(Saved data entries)
//! yEnc header and trailer parsing

use std::str::FromStr;

use crate::consts::{YBEGIN, YEND, YPART};
use crate::error::{Result, YencError};

/// Look up the value of `key` in a yEnc control line.
///
/// The key only matches at a field boundary, so `crc32` never picks up the
/// tail of `pcrc32`. The value runs up to the next whitespace. Scanning stops
/// at `name=`, which always takes the rest of the line.
pub fn attribute<'a>(line: &'a str, key: &str) -> Option<&'a str> {
    for token in line.split_whitespace() {
        let Some((k, v)) = token.split_once('=') else {
            continue;
        };
        if k == key {
            return Some(v);
        }
        if k == "name" {
            break;
        }
    }
    None
}

/// Value of the `name` attribute: everything after `name=` to the end of the
/// line, trimmed. Names may contain spaces.
pub fn name_attribute(line: &str) -> Option<&str> {
    let pos = line.match_indices("name=").find_map(|(pos, _)| {
        let boundary = line[..pos]
            .chars()
            .next_back()
            .is_none_or(char::is_whitespace);
        boundary.then_some(pos)
    })?;
    let value = line[pos + "name=".len()..].trim();
    (!value.is_empty()).then_some(value)
}

fn number<T: FromStr>(line: &str, key: &'static str) -> Result<Option<T>> {
    attribute(line, key)
        .map(|v| {
            v.parse().map_err(|_| YencError::InvalidNumber {
                field: key,
                value: v.to_string(),
            })
        })
        .transpose()
}

fn hex(line: &str, key: &'static str) -> Result<Option<u32>> {
    attribute(line, key)
        .map(|v| {
            u32::from_str_radix(v, 16).map_err(|_| YencError::InvalidNumber {
                field: key,
                value: v.to_string(),
            })
        })
        .transpose()
}

/// yEnc header
#[derive(Debug, Clone, PartialEq)]
pub struct YencHeader {
    pub name: String,
    /// Size of the whole file, even on a multipart header
    pub size: usize,
    pub line_len: usize,
    pub part: Option<u32>,
    pub total: Option<u32>,
}

impl YencHeader {
    /// Parse a yEnc header line (e.g., "=ybegin line=128 size=123456 name=file.bin")
    pub fn parse(line: &str) -> Result<Self> {
        let line = line.trim_end();
        if !line.starts_with(YBEGIN) {
            return Err(YencError::InvalidHeader(
                "Header must start with '=ybegin'".to_string(),
            ));
        }

        Ok(YencHeader {
            line_len: number(line, "line")?.ok_or(YencError::MissingField("line"))?,
            size: number(line, "size")?.ok_or(YencError::MissingField("size"))?,
            name: name_attribute(line)
                .ok_or(YencError::MissingField("name"))?
                .to_string(),
            part: number(line, "part")?,
            total: number(line, "total")?,
        })
    }

    pub fn is_multipart(&self) -> bool {
        self.part.is_some()
    }
}

/// yEnc part information (for multi-part files)
#[derive(Debug, Clone, PartialEq)]
pub struct YencPart {
    pub begin: usize,
    pub end: usize,
}

impl YencPart {
    /// Parse a yEnc part line (e.g., "=ypart begin=1 end=100000")
    pub fn parse(line: &str) -> Result<Self> {
        let line = line.trim_end();
        if !line.starts_with(YPART) {
            return Err(YencError::InvalidHeader(
                "Part line must start with '=ypart'".to_string(),
            ));
        }

        let begin: usize = number(line, "begin")?.ok_or(YencError::MissingField("begin"))?;
        let end: usize = number(line, "end")?.ok_or(YencError::MissingField("end"))?;
        if begin == 0 || end < begin {
            return Err(YencError::InvalidPartRange { begin, end });
        }

        Ok(YencPart { begin, end })
    }

    /// Calculate the expected part size (end - begin + 1)
    ///
    /// Note: begin and end are 1-based inclusive positions
    pub fn size(&self) -> usize {
        self.end - self.begin + 1
    }

    /// Zero-based offset of the first byte of this part
    pub fn offset(&self) -> usize {
        self.begin - 1
    }
}

/// yEnc trailer
#[derive(Debug, Clone, PartialEq)]
pub struct YencTrailer {
    /// Part size on a multipart trailer, whole-file size otherwise
    pub size: usize,
    pub part: Option<u32>,
    pub pcrc32: Option<u32>,
    pub crc32: Option<u32>,
}

impl YencTrailer {
    /// Parse a yEnc trailer line (e.g., "=yend size=123456 crc32=abcd1234")
    pub fn parse(line: &str) -> Result<Self> {
        let line = line.trim_end();
        if !line.starts_with(YEND) {
            return Err(YencError::InvalidHeader(
                "Trailer must start with '=yend'".to_string(),
            ));
        }

        Ok(YencTrailer {
            size: number(line, "size")?.ok_or(YencError::MissingField("size"))?,
            part: number(line, "part")?,
            pcrc32: hex(line, "pcrc32")?,
            crc32: hex(line, "crc32")?,
        })
    }
}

-- Task instructions --
Copy all lines from the data above that contain the word "offset".

-- Reply to the exercise --
    /// Zero-based offset of the first byte of this part
    pub fn offset(&self) -> usize {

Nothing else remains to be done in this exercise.